» Raw data:
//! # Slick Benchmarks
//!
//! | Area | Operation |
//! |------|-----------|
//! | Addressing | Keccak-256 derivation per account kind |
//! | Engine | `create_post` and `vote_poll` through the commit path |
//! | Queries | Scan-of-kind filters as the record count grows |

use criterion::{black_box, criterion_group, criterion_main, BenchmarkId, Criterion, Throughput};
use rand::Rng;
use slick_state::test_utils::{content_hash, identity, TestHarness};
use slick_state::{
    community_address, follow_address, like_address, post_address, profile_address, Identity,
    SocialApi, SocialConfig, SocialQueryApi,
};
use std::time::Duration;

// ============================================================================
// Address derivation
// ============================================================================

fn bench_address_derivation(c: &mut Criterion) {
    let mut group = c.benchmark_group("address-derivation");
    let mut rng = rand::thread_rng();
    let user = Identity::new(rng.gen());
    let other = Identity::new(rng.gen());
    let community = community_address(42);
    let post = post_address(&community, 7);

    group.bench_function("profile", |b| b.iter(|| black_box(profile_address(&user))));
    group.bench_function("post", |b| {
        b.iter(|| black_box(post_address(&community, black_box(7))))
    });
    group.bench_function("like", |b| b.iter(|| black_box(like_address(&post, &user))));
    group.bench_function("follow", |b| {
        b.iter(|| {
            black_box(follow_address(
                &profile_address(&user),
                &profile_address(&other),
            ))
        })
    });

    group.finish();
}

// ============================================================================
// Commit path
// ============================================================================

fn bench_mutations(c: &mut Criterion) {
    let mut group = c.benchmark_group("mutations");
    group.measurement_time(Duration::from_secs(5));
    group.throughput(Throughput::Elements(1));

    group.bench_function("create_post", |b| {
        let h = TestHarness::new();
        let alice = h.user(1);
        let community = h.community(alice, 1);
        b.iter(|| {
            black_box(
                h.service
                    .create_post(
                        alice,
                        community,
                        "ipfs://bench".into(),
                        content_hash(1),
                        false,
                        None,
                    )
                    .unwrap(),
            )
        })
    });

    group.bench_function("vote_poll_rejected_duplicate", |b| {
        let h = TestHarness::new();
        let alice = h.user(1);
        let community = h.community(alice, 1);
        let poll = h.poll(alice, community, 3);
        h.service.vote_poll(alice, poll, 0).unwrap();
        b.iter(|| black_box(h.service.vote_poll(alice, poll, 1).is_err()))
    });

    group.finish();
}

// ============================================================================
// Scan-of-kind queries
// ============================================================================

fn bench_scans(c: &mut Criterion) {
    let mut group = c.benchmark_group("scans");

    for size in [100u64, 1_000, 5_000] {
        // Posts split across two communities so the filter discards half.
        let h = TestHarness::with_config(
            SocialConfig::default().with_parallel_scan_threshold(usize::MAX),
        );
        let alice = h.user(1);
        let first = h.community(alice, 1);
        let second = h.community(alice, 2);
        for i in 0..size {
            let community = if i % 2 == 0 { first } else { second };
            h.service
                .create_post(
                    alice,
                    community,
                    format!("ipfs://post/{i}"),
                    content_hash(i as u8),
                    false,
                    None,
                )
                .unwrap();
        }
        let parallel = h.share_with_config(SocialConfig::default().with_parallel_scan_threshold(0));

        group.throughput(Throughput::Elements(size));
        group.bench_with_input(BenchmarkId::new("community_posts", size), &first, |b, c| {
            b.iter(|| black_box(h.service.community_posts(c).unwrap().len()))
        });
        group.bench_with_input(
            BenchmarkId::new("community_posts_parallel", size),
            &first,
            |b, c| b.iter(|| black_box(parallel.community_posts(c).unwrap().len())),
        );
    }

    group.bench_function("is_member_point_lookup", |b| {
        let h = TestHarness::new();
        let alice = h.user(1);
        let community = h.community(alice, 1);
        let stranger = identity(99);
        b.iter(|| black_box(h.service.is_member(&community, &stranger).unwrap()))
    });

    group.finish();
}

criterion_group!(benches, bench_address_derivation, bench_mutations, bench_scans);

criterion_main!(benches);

» Activity:
Lines above that have "other": copy each of them.

» Response to the exercise:
    let other = Identity::new(rng.gen());
                &profile_address(&other),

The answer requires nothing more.